Much has changed since then, yet some things have not.

Many immigrants to Maine today are younger, more educated, more worldly, Jalali noted. Where once his only contact with his family back in Iran was the occasional telephone call that cost $2 a minute – he remembers telling his mother to try not to cry for so long on the phone because it was costing him too much money – he can now enter a URL on his laptop and watch live traffic at a busy intersection in Tehran.

Still, challenges remain. Just as we Americans have for generations toggled back and forth between resentment and acceptance of our latest arrivals, so now do some of us see refugees, asylum seekers and other immigrants as the key to aging Maine’s future while others, spurred on the past four years by our outgoing president, seek to erect walls both literal and figurative between them and their dreams.

The Immigrant Welcome Center’s Immigrant Business Hub, a 3,960-square foot incubator offering space, equipment and support for immigrants bent on starting their own businesses, is among the best of what Greater Portland offers.
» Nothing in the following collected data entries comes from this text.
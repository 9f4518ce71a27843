//! Per-buffer Huffman coding.
//!
//! A fresh [`CodeTable`] is derived from each buffer's byte histogram, so the
//! table must travel with the compressed bits; nothing is cached between calls.

use crate::error::{PerzipError, Result};
use crate::pipeline::bits::BitString;
use rayon::prelude::*;
use std::cmp::Ordering;
use std::collections::{BTreeMap, BinaryHeap, HashMap};

/// Byte value to occurrence count
pub type FrequencyMap = BTreeMap<u8, u64>;

/// Count byte occurrences, splitting the scan across the rayon pool
pub fn byte_frequencies(data: &[u8]) -> FrequencyMap {
    let counts = data
        .par_chunks(partition_size(data.len()))
        .fold(
            || [0u64; 256],
            |mut acc, chunk| {
                for &b in chunk {
                    acc[b as usize] += 1;
                }
                acc
            },
        )
        .reduce(
            || [0u64; 256],
            |mut a, b| {
                for (x, y) in a.iter_mut().zip(b.iter()) {
                    *x += y;
                }
                a
            },
        );

    counts
        .iter()
        .enumerate()
        .filter(|(_, count)| **count > 0)
        .map(|(byte, count)| (byte as u8, *count))
        .collect()
}

/// Static partition size: one contiguous slice per worker thread
fn partition_size(len: usize) -> usize {
    let workers = rayon::current_num_threads().max(1);
    len.div_ceil(workers).max(1)
}

#[derive(Debug)]
enum Node {
    Leaf(u8),
    Internal(Box<Node>, Box<Node>),
}

/// Node waiting in the merge queue. Lower weight pops first; equal weights
/// pop in insertion order so table construction is deterministic.
struct Pending {
    weight: u64,
    order: usize,
    node: Node,
}

impl PartialEq for Pending {
    fn eq(&self, other: &Self) -> bool {
        self.weight == other.weight && self.order == other.order
    }
}

impl Eq for Pending {}

impl PartialOrd for Pending {
    fn partial_cmp(&self, other: &Self) -> Option<Ordering> {
        Some(self.cmp(other))
    }
}

impl Ord for Pending {
    fn cmp(&self, other: &Self) -> Ordering {
        // BinaryHeap is a max-heap; invert so the lightest node is on top
        other
            .weight
            .cmp(&self.weight)
            .then_with(|| other.order.cmp(&self.order))
    }
}

/// Huffman tree over the distinct bytes of one buffer.
///
/// Lives only long enough to produce a [`CodeTable`]; children are owned
/// boxes, so dropping the tree frees every node.
#[derive(Debug)]
pub struct HuffmanTree {
    root: Node,
}

impl HuffmanTree {
    pub fn build(frequencies: &FrequencyMap) -> Result<Self> {
        let mut queue: BinaryHeap<Pending> = frequencies
            .iter()
            .enumerate()
            .map(|(order, (&byte, &weight))| Pending {
                weight,
                order,
                node: Node::Leaf(byte),
            })
            .collect();
        let mut next_order = queue.len();

        while queue.len() > 1 {
            let (Some(left), Some(right)) = (queue.pop(), queue.pop()) else {
                break;
            };
            queue.push(Pending {
                weight: left.weight + right.weight,
                order: next_order,
                node: Node::Internal(Box::new(left.node), Box::new(right.node)),
            });
            next_order += 1;
        }

        queue
            .pop()
            .map(|p| HuffmanTree { root: p.node })
            .ok_or(PerzipError::EmptyInput)
    }

    /// Walk the tree assigning `0` to left edges and `1` to right edges.
    ///
    /// A tree with a single leaf has no edges; that byte gets the code `"0"`.
    pub fn code_table(&self) -> CodeTable {
        let codes = match &self.root {
            Node::Leaf(byte) => vec![(*byte, "0".to_string())],
            root => collect_codes(root, String::new()),
        };
        CodeTable {
            codes: codes.into_iter().collect(),
        }
    }
}

/// Subtrees are walked as independent fork-join tasks, each returning its
/// own codes; results are merged once both halves finish.
fn collect_codes(node: &Node, prefix: String) -> Vec<(u8, String)> {
    match node {
        Node::Leaf(byte) => vec![(*byte, prefix)],
        Node::Internal(left, right) => {
            let left_prefix = format!("{}0", prefix);
            let right_prefix = format!("{}1", prefix);
            let (mut codes, right_codes) = rayon::join(
                || collect_codes(left, left_prefix),
                || collect_codes(right, right_prefix),
            );
            codes.extend(right_codes);
            codes
        }
    }
}

/// Bijective byte <-> prefix-free code mapping for one payload
#[derive(Debug, Clone, Default, PartialEq, Eq)]
pub struct CodeTable {
    codes: BTreeMap<u8, String>,
}

impl CodeTable {
    /// Build a table from stored `(byte, code)` pairs.
    ///
    /// Codes must be non-empty strings of `'0'`/`'1'`, and neither bytes nor
    /// codes may repeat.
    pub fn from_entries<I>(entries: I) -> Result<Self>
    where
        I: IntoIterator<Item = (u8, String)>,
    {
        let mut codes = BTreeMap::new();
        let mut seen = HashMap::new();
        for (byte, code) in entries {
            if code.is_empty() || !code.chars().all(|c| c == '0' || c == '1') {
                return Err(PerzipError::InvalidFormat(format!(
                    "invalid code {:?} for byte {}",
                    code, byte
                )));
            }
            if let Some(other) = seen.insert(code.clone(), byte) {
                return Err(PerzipError::InvalidFormat(format!(
                    "code {:?} assigned to both {} and {}",
                    code, other, byte
                )));
            }
            if codes.insert(byte, code).is_some() {
                return Err(PerzipError::InvalidFormat(format!(
                    "byte {} appears twice in code table",
                    byte
                )));
            }
        }
        Ok(Self { codes })
    }

    pub fn code(&self, byte: u8) -> Option<&str> {
        self.codes.get(&byte).map(String::as_str)
    }

    pub fn len(&self) -> usize {
        self.codes.len()
    }

    pub fn is_empty(&self) -> bool {
        self.codes.is_empty()
    }

    pub fn iter(&self) -> impl Iterator<Item = (u8, &str)> {
        self.codes.iter().map(|(b, c)| (*b, c.as_str()))
    }

    pub fn max_code_len(&self) -> usize {
        self.codes.values().map(String::len).max().unwrap_or(0)
    }

    /// Code to byte lookup used while decoding
    pub fn reverse(&self) -> HashMap<&str, u8> {
        self.codes.iter().map(|(b, c)| (c.as_str(), *b)).collect()
    }

    /// True if no code is a proper prefix of another
    pub fn is_prefix_free(&self) -> bool {
        let mut sorted: Vec<&str> = self.codes.values().map(String::as_str).collect();
        sorted.sort_unstable();
        // In lexicographic order a prefix sorts immediately before some
        // string it prefixes, so checking neighbours is enough
        sorted.windows(2).all(|w| !w[1].starts_with(w[0]))
    }
}

/// Bits plus the table needed to decode them
#[derive(Debug, Clone)]
pub struct Compressed {
    pub bits: BitString,
    pub table: CodeTable,
}

pub fn build_code_table(frequencies: &FrequencyMap) -> Result<CodeTable> {
    Ok(HuffmanTree::build(frequencies)?.code_table())
}

/// Huffman-encode `data` with a table derived from its own histogram
pub fn compress_bytes(data: &[u8]) -> Result<Compressed> {
    if data.is_empty() {
        return Err(PerzipError::EmptyInput);
    }
    let table = build_code_table(&byte_frequencies(data))?;
    let bits = encode_bytes(data, &table)?;
    Ok(Compressed { bits, table })
}

/// Replace each byte with its code.
///
/// The input is split into one contiguous partition per worker; partial
/// outputs are concatenated in partition order.
pub fn encode_bytes(data: &[u8], table: &CodeTable) -> Result<BitString> {
    let parts: Vec<BitString> = data
        .par_chunks(partition_size(data.len()))
        .map(|chunk| -> Result<BitString> {
            let mut bits = BitString::new();
            for &byte in chunk {
                let code = table.code(byte).ok_or_else(|| {
                    PerzipError::Codec(format!("byte {} has no code in table", byte))
                })?;
                bits.push_code(code)?;
            }
            Ok(bits)
        })
        .collect::<Result<_>>()?;

    let mut out = BitString::with_capacity(parts.iter().map(BitString::len).sum());
    for part in &parts {
        out.append(part);
    }
    Ok(out)
}

/// Decode `bits` with `table`, rejecting streams that stop mid-code or
/// contain a run of bits matching no code.
pub fn decompress_bytes(bits: &BitString, table: &CodeTable) -> Result<Vec<u8>> {
    if table.is_empty() {
        return Err(PerzipError::Codec("code table is empty".into()));
    }
    let reverse = table.reverse();
    let max_len = table.max_code_len();

    let mut out = Vec::new();
    let mut current = String::with_capacity(max_len);

    for (offset, bit) in bits.iter().enumerate() {
        current.push(if bit { '1' } else { '0' });
        if let Some(&byte) = reverse.get(current.as_str()) {
            out.push(byte);
            current.clear();
        } else if current.len() >= max_len {
            return Err(PerzipError::Codec(format!(
                "no code matches bits {} ending at offset {}",
                current, offset
            )));
        }
    }

    if !current.is_empty() {
        return Err(PerzipError::Codec(format!(
            "bit stream ends inside a code ({} dangling bits)",
            current.len()
        )));
    }

    Ok(out)
}

#[cfg(test)]
mod tests {
    use super::*;
    use proptest::prelude::*;

    #[test]
    fn test_aaabbc_roundtrip() {
        let data = b"AAABBC";
        let compressed = compress_bytes(data).unwrap();
        let restored = decompress_bytes(&compressed.bits, &compressed.table).unwrap();
        assert_eq!(restored, vec![65, 65, 65, 66, 66, 67]);
    }

    #[test]
    fn test_aaabbc_code_lengths() {
        let compressed = compress_bytes(b"AAABBC").unwrap();
        let table = &compressed.table;
        assert_eq!(table.len(), 3);
        assert_eq!(table.code(b'A').map(str::len), Some(1));
        assert_eq!(table.code(b'B').map(str::len), Some(2));
        assert_eq!(table.code(b'C').map(str::len), Some(2));
        // 3*1 + 2*2 + 1*2
        assert_eq!(compressed.bits.len(), 9);
    }

    #[test]
    fn test_frequencies() {
        let freqs = byte_frequencies(b"hello");
        assert_eq!(freqs.get(&b'l'), Some(&2));
        assert_eq!(freqs.get(&b'h'), Some(&1));
        assert_eq!(freqs.len(), 4);
        assert!(byte_frequencies(b"").is_empty());
    }

    #[test]
    fn test_single_symbol_gets_one_bit_code() {
        let compressed = compress_bytes(&[7u8; 10]).unwrap();
        assert_eq!(compressed.table.code(7), Some("0"));
        assert_eq!(compressed.bits.len(), 10);
        let restored = decompress_bytes(&compressed.bits, &compressed.table).unwrap();
        assert_eq!(restored, vec![7u8; 10]);
    }

    #[test]
    fn test_empty_input_rejected() {
        assert!(matches!(compress_bytes(b""), Err(PerzipError::EmptyInput)));
        assert!(matches!(
            build_code_table(&FrequencyMap::new()),
            Err(PerzipError::EmptyInput)
        ));
    }

    #[test]
    fn test_table_is_prefix_free() {
        let data: Vec<u8> = (0..5000u32).map(|i| ((i * i) % 97) as u8).collect();
        let compressed = compress_bytes(&data).unwrap();
        assert!(compressed.table.is_prefix_free());
    }

    #[test]
    fn test_prefix_check_detects_violation() {
        let table = CodeTable::from_entries(vec![(1, "0".into()), (2, "01".into())]).unwrap();
        assert!(!table.is_prefix_free());
    }

    #[test]
    fn test_deterministic_tables() {
        let data = b"the quick brown fox jumps over the lazy dog";
        let a = compress_bytes(data).unwrap();
        let b = compress_bytes(data).unwrap();
        assert_eq!(a.table, b.table);
        assert_eq!(a.bits, b.bits);
    }

    #[test]
    fn test_truncated_stream_rejected() {
        let compressed = compress_bytes(b"AAABBC").unwrap();
        let text = compressed.bits.to_string();
        let truncated: BitString = text[..text.len() - 1].parse().unwrap();
        let err = decompress_bytes(&truncated, &compressed.table).unwrap_err();
        assert!(matches!(err, PerzipError::Codec(_)));
    }

    #[test]
    fn test_unknown_code_rejected() {
        let table = CodeTable::from_entries(vec![(1, "00".into()), (2, "01".into())]).unwrap();
        let bits: BitString = "0011".parse().unwrap();
        assert!(matches!(decompress_bytes(&bits, &table), Err(PerzipError::Codec(_))));
    }

    #[test]
    fn test_external_table_decoding() {
        let table = CodeTable::from_entries(vec![
            (b'x', "0".into()),
            (b'y', "10".into()),
            (b'z', "11".into()),
        ])
        .unwrap();
        let bits: BitString = "0101100".parse().unwrap();
        assert_eq!(decompress_bytes(&bits, &table).unwrap(), b"xyzxx");
    }

    #[test]
    fn test_table_validation() {
        assert!(CodeTable::from_entries(vec![(1, "".into())]).is_err());
        assert!(CodeTable::from_entries(vec![(1, "02".into())]).is_err());
        assert!(CodeTable::from_entries(vec![(1, "0".into()), (2, "0".into())]).is_err());
        assert!(CodeTable::from_entries(vec![(1, "0".into()), (1, "1".into())]).is_err());
    }

    #[test]
    fn test_encode_missing_symbol() {
        let table = CodeTable::from_entries(vec![(1, "0".into())]).unwrap();
        assert!(matches!(encode_bytes(&[2], &table), Err(PerzipError::Codec(_))));
    }

    #[test]
    fn test_large_buffer_partition_order() {
        let data: Vec<u8> = (0..100_000u32).map(|i| (i % 251) as u8).collect();
        let compressed = compress_bytes(&data).unwrap();
        let restored = decompress_bytes(&compressed.bits, &compressed.table).unwrap();
        assert_eq!(restored, data);
    }

    proptest! {
        #[test]
        fn prop_roundtrip_with_own_table(data in proptest::collection::vec(any::<u8>(), 1..2048)) {
            let compressed = compress_bytes(&data).unwrap();
            prop_assert!(compressed.table.is_prefix_free());
            let restored = decompress_bytes(&compressed.bits, &compressed.table).unwrap();
            prop_assert_eq!(restored, data);
        }
    }
}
The numbers speak for themselves: According to New American Economy, which advocates for immigrants and their positive economic impact, southern Maine boasted just over 1,100 immigrant entrepreneurs in 2017. Statewide, in 2018, employees at immigrant-owned firms totaled just over 14,000.
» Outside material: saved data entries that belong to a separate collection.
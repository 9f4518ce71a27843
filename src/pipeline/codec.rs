//! Text-safe encodings for binary payloads and key material.

use crate::error::{PerzipError, Result};
use base64::engine::general_purpose::STANDARD;
use base64::Engine;

/// Width of one serialized integer in bytes
pub const INTEGER_WIDTH: usize = 4;

/// Standard Base64 with padding and no line breaks
pub fn to_base64(data: &[u8]) -> String {
    STANDARD.encode(data)
}

pub fn from_base64(text: &str) -> Result<Vec<u8>> {
    Ok(STANDARD.decode(text.trim())?)
}

/// Serialize integers as fixed-width big-endian words
pub fn integers_to_bytes(values: &[u32]) -> Vec<u8> {
    values.iter().flat_map(|v| v.to_be_bytes()).collect()
}

/// Inverse of [`integers_to_bytes`]. The input length must be a multiple of
/// [`INTEGER_WIDTH`].
pub fn bytes_to_integers(data: &[u8]) -> Result<Vec<u32>> {
    if data.len() % INTEGER_WIDTH != 0 {
        return Err(PerzipError::Codec(format!(
            "integer stream length {} is not a multiple of {}",
            data.len(),
            INTEGER_WIDTH
        )));
    }
    Ok(data
        .chunks_exact(INTEGER_WIDTH)
        .map(|c| u32::from_be_bytes([c[0], c[1], c[2], c[3]]))
        .collect())
}

pub fn integers_to_text(values: &[u32]) -> String {
    to_base64(&integers_to_bytes(values))
}

pub fn text_to_integers(text: &str) -> Result<Vec<u32>> {
    bytes_to_integers(&from_base64(text)?)
}

#[cfg(test)]
mod tests {
    use super::*;
    use proptest::prelude::*;

    #[test]
    fn test_base64_known_vector() {
        assert_eq!(to_base64(b"perzip"), "cGVyemlw");
        assert_eq!(from_base64("cGVyemlw").unwrap(), b"perzip");
        assert_eq!(to_base64(b""), "");
    }

    #[test]
    fn test_base64_has_no_line_breaks() {
        let data = vec![0xAB; 4096];
        assert!(!to_base64(&data).contains('\n'));
    }

    #[test]
    fn test_base64_rejects_garbage() {
        assert!(matches!(from_base64("not base64!!"), Err(PerzipError::Base64(_))));
    }

    #[test]
    fn test_integers_are_big_endian() {
        assert_eq!(integers_to_bytes(&[7, 3233]), vec![0, 0, 0, 7, 0, 0, 0x0c, 0xa1]);
    }

    #[test]
    fn test_integer_text_roundtrip() {
        let text = integers_to_text(&[1783, 3233]);
        assert_eq!(text_to_integers(&text).unwrap(), vec![1783, 3233]);
    }

    #[test]
    fn test_integer_stream_must_be_aligned() {
        let text = to_base64(&[0, 0, 1]);
        assert!(matches!(text_to_integers(&text), Err(PerzipError::Codec(_))));
    }

    proptest! {
        #[test]
        fn prop_base64_roundtrip(data in proptest::collection::vec(any::<u8>(), 0..512)) {
            prop_assert_eq!(from_base64(&to_base64(&data)).unwrap(), data);
        }

        #[test]
        fn prop_integer_text_roundtrip(values in proptest::collection::vec(any::<u32>(), 0..32)) {
            prop_assert_eq!(text_to_integers(&integers_to_text(&values)).unwrap(), values);
        }
    }
}
use crate::archive::ArchiveEntry;
use crate::error::{PerzipError, Result};
use crate::pipeline::{
    compress_bytes, decompress_bytes, decrypt_bytes, encrypt_bytes, from_base64, to_base64,
    BitString, Decrypted, Key,
};
use sha2::{Digest, Sha256};

/// Hex SHA-256 digest stored alongside each entry
pub fn plaintext_digest(data: &[u8]) -> String {
    hex::encode(Sha256::digest(data))
}

/// Run one file through the archive pipeline:
/// Encrypt → Huffman compress → Pack bits → Base64
pub fn seal_entry(name: &str, data: &[u8], public: &Key) -> Result<ArchiveEntry> {
    if data.is_empty() {
        return Err(PerzipError::EmptyInput);
    }

    let encrypted = encrypt_bytes(data, public)?;
    let compressed = compress_bytes(&encrypted)?;
    if compressed.bits.is_empty() {
        return Err(PerzipError::Codec("compression produced no output".into()));
    }

    Ok(ArchiveEntry {
        name: name.to_string(),
        data: to_base64(&compressed.bits.to_bytes()),
        table: compressed.table,
        sha256: Some(plaintext_digest(data)),
    })
}

/// Reverse of [`seal_entry`]: Base64 → Unpack bits → Huffman decode → Decrypt.
///
/// When the entry carries a digest the recovered bytes must match it. Without
/// one, a lossy decrypt is reported through [`Decrypted::truncated`] only.
pub fn open_entry(entry: &ArchiveEntry, private: &Key) -> Result<Decrypted> {
    let packed = from_base64(&entry.data)?;
    let bits = BitString::from_bytes(&packed)?;
    let encrypted = decompress_bytes(&bits, &entry.table)?;
    if encrypted.is_empty() {
        return Err(PerzipError::Codec(format!(
            "entry {} decompressed to nothing",
            entry.name
        )));
    }

    let decrypted = decrypt_bytes(&encrypted, private)?;

    if let Some(expected) = &entry.sha256 {
        let actual = plaintext_digest(&decrypted.data);
        if !actual.eq_ignore_ascii_case(expected) {
            return Err(PerzipError::IntegrityError(format!(
                "digest mismatch for {}: expected {}, got {}",
                entry.name, expected, actual
            )));
        }
    }

    Ok(decrypted)
}
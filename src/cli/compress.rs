use crate::archive::{write_archive_file, Archive, ArchiveEntry};
use crate::cli::run_with_threads;
use crate::entry::seal_entry;
use crate::error::{PerzipError, Result};
use crate::pipeline::{check_modulus, generate_keys, Key};
use crate::scan::{archive_name, collect_input_files};
use rayon::prelude::*;
use std::path::{Path, PathBuf};

/// Options for the compress command
#[derive(Debug, Clone)]
pub struct CompressOptions {
    /// First prime key seed
    pub p: u32,
    /// Second prime key seed
    pub q: u32,
    /// Worker threads; `None` uses every available core
    pub threads: Option<usize>,
}

impl Default for CompressOptions {
    fn default() -> Self {
        Self {
            p: 61,
            q: 53,
            threads: None,
        }
    }
}

/// Build an archive from `files`, naming each entry relative to `root`.
///
/// One keypair covers the whole archive. Files that cannot be read or
/// transformed are logged and left out; key problems abort immediately.
/// Entries keep the order of `files` regardless of worker scheduling.
pub fn assemble_archive(root: &Path, files: &[PathBuf], options: &CompressOptions) -> Result<Archive> {
    let keys = generate_keys(options.p, options.q)?;
    check_modulus(&keys.public)?;

    tracing::info!(
        files = files.len(),
        modulus = keys.public.modulus,
        "assembling archive"
    );

    let sealed: Vec<Option<ArchiveEntry>> = run_with_threads(options.threads, || {
        files
            .par_iter()
            .map(|path| {
                let name = archive_name(root, path);
                match read_and_seal(path, &name, &keys.public) {
                    Ok(entry) => {
                        tracing::info!(file = %path.display(), name = %entry.name, "processed");
                        Ok(Some(entry))
                    }
                    Err(e) if e.is_recoverable() => {
                        tracing::warn!(file = %path.display(), error = %e, "skipping file");
                        Ok(None)
                    }
                    Err(e) => Err(e),
                }
            })
            .collect()
    })?;

    let mut archive = Archive::new(keys);
    archive.entries = sealed.into_iter().flatten().collect();
    Ok(archive)
}

fn read_and_seal(path: &Path, name: &str, public: &Key) -> Result<ArchiveEntry> {
    let data = std::fs::read(path)?;
    seal_entry(name, &data, public)
}

/// Archive everything under `input` into the file at `output`.
/// Returns the number of entries written.
pub fn compress_to_file(input: &Path, output: &Path, options: &CompressOptions) -> Result<usize> {
    let files = collect_input_files(input)?;
    if files.is_empty() {
        return Err(PerzipError::EmptyInput);
    }

    let archive = assemble_archive(input, &files, options)?;
    if archive.entries.is_empty() {
        return Err(PerzipError::InvalidFormat(
            "no input file could be archived".into(),
        ));
    }

    write_archive_file(output, &archive)?;
    tracing::info!(
        output = %output.display(),
        entries = archive.entry_count(),
        skipped = files.len() - archive.entry_count(),
        "archive written"
    );
    Ok(archive.entry_count())
}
“This is good for us because we need the skilled work force, and particularly young families … we need them,” Jalali said. “We hope that it will become a national model, that it will be a template for other communities to follow.”

Beyond the business hub, Jalali will oversee the welcome center’s digital language literacy program, its Citizenship Engagement Fund and, last but by no means least, its Your Vote Matters Campaign. Not to mention its link, in eight languages, to guidance on COVID-19, which has hit the immigrant community particularly hard these past 10 months.

Back in September, in its special bicentennial edition, Maine Magazine published a “Love Letter to Maine” from Jalali. The onetime vacuum salesman from far, far away had a few things he needed to get off his chest.

“We make an odd couple,” he observed. “I got here carrying the hot dry summers and the palm and fig trees in my memories, and you have long winters and tall pines. I came from the land of exotic spices, which have caused empires to rise and fall, and your seasonings are salt and pepper. Your celebrated food involves trapping a scary-looking insect relative, boiled while still alive and with its rock-hard shell intact, while my recipes demand days of preparation.”

He concluded, “I adore you, for you sheltered me, a displaced person from another world, added a chair, and taught me to be generous and independent. You made it possible for me to speak, teach, write, and publish – actions I was denied in my homeland. My children were born here. You let me laugh longer and cry deeper.”

Around the time Jalali first set foot here, the sign at Maine’s border proudly proclaimed “The Way Life Should Be.”

Today, perhaps more fittingly, it says, “Welcome Home.”